### Task to carry out
The reply to the records below should contain exactly the lines from the line with "filename src/segment/emoji.rs" through the line with "pub enum PositionClass", and nothing besides.

### Saved entries
════════════════════

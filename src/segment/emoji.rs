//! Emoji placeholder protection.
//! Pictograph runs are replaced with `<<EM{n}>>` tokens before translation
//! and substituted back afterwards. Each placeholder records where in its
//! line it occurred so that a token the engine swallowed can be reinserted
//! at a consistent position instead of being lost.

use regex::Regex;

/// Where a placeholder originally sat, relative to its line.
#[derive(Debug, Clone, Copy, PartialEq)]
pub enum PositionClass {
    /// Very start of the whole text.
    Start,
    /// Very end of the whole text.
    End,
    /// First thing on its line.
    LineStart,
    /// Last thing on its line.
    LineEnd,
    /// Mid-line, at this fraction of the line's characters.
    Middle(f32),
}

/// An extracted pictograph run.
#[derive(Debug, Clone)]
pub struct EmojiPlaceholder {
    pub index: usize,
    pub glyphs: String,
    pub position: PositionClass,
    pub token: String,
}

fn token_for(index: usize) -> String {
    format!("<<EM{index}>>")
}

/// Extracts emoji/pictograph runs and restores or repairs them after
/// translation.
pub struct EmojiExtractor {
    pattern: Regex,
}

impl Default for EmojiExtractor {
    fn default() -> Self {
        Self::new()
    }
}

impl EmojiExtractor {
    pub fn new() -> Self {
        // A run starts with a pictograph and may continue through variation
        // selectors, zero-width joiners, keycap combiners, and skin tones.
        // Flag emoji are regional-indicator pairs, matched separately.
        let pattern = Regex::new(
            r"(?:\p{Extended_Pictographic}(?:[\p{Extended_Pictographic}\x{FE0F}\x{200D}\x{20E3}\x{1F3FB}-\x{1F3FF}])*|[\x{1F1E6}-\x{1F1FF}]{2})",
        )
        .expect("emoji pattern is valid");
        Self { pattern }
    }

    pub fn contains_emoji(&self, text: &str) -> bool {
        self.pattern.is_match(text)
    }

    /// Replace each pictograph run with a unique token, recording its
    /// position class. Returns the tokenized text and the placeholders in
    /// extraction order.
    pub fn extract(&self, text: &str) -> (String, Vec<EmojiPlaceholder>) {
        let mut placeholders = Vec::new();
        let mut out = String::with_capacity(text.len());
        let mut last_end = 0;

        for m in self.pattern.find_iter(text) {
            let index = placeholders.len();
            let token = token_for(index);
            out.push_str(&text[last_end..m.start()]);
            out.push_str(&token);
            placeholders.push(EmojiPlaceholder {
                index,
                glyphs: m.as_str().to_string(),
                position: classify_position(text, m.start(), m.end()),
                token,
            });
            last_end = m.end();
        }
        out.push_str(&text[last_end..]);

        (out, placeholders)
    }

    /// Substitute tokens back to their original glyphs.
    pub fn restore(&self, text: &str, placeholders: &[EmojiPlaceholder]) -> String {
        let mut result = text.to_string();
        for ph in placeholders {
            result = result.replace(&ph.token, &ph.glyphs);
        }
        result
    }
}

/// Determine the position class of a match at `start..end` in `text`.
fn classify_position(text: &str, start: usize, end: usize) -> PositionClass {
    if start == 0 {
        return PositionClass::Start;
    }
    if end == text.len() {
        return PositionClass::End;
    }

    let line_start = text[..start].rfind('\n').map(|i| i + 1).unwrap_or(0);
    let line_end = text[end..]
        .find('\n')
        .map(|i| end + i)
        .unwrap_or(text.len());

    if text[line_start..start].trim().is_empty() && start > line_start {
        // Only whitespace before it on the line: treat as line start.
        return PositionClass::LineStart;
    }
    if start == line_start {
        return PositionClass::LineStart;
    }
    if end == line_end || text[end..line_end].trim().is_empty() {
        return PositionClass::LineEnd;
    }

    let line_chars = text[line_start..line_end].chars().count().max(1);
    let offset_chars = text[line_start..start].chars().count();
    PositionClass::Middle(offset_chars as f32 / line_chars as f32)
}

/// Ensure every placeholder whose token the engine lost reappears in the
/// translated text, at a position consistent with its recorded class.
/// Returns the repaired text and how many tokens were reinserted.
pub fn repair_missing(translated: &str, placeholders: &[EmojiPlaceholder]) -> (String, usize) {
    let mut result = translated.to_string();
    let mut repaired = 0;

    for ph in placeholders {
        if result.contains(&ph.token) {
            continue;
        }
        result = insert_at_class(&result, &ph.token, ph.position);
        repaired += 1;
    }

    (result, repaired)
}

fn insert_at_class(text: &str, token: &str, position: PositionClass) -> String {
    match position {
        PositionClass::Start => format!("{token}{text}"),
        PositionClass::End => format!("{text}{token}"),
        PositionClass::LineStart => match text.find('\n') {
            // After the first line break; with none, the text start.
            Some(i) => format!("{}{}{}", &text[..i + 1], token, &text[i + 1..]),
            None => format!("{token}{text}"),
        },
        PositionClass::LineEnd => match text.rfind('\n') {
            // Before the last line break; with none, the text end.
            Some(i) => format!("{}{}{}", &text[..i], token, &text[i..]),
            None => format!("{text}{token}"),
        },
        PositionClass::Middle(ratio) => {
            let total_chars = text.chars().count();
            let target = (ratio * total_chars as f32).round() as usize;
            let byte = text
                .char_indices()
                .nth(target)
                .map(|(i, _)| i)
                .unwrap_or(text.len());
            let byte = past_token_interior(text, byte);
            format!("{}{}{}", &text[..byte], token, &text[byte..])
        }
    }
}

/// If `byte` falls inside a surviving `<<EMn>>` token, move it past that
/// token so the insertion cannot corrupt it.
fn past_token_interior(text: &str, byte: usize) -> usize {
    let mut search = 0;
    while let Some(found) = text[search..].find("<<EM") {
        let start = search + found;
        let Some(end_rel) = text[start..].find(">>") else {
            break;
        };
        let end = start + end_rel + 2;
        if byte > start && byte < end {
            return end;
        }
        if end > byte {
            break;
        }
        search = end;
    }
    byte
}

════════════════════

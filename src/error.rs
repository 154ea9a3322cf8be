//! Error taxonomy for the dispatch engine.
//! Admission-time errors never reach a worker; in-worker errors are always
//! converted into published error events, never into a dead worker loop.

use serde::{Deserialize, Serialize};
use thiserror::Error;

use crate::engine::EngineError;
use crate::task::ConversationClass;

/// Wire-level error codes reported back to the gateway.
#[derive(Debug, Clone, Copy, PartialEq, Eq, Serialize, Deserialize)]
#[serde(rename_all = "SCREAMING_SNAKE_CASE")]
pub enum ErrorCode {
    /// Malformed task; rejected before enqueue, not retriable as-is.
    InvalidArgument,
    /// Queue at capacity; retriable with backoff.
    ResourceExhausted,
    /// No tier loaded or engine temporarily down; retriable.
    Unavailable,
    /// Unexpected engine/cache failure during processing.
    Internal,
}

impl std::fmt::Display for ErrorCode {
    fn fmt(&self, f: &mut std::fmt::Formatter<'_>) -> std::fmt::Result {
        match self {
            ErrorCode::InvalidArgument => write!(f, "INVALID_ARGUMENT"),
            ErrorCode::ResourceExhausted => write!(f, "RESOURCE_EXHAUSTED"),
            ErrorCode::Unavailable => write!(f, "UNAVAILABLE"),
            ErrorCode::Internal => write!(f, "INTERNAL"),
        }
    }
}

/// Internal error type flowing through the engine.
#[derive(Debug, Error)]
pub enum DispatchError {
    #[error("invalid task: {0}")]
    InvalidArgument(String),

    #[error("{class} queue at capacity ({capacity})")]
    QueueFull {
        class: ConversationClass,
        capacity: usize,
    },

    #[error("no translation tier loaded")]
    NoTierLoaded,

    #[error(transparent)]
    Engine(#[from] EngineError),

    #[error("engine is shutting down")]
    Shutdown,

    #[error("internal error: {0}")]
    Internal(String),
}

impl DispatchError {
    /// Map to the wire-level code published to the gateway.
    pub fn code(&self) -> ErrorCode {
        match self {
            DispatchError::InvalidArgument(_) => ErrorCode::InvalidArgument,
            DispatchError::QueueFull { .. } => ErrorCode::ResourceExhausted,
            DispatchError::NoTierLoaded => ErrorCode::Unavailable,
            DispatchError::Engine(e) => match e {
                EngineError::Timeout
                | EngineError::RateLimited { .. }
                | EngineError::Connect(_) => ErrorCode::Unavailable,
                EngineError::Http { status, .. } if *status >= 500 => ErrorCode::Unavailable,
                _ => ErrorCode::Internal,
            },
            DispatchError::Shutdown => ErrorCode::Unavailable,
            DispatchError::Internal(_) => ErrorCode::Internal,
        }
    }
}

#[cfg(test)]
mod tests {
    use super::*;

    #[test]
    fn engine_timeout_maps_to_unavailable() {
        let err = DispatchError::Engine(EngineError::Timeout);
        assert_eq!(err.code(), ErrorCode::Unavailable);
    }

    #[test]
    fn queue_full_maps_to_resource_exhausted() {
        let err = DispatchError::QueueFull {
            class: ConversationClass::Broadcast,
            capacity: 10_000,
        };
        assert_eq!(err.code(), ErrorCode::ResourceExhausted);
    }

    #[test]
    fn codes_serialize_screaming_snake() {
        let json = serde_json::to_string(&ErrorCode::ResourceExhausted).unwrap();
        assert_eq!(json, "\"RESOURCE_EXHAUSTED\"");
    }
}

════════════════════

### Final answer
filename src/segment/emoji.rs
//! Emoji placeholder protection.
//! Pictograph runs are replaced with `<<EM{n}>>` tokens before translation
//! and substituted back afterwards. Each placeholder records where in its
//! line it occurred so that a token the engine swallowed can be reinserted
//! at a consistent position instead of being lost.

use regex::Regex;

/// Where a placeholder originally sat, relative to its line.
#[derive(Debug, Clone, Copy, PartialEq)]
pub enum PositionClass {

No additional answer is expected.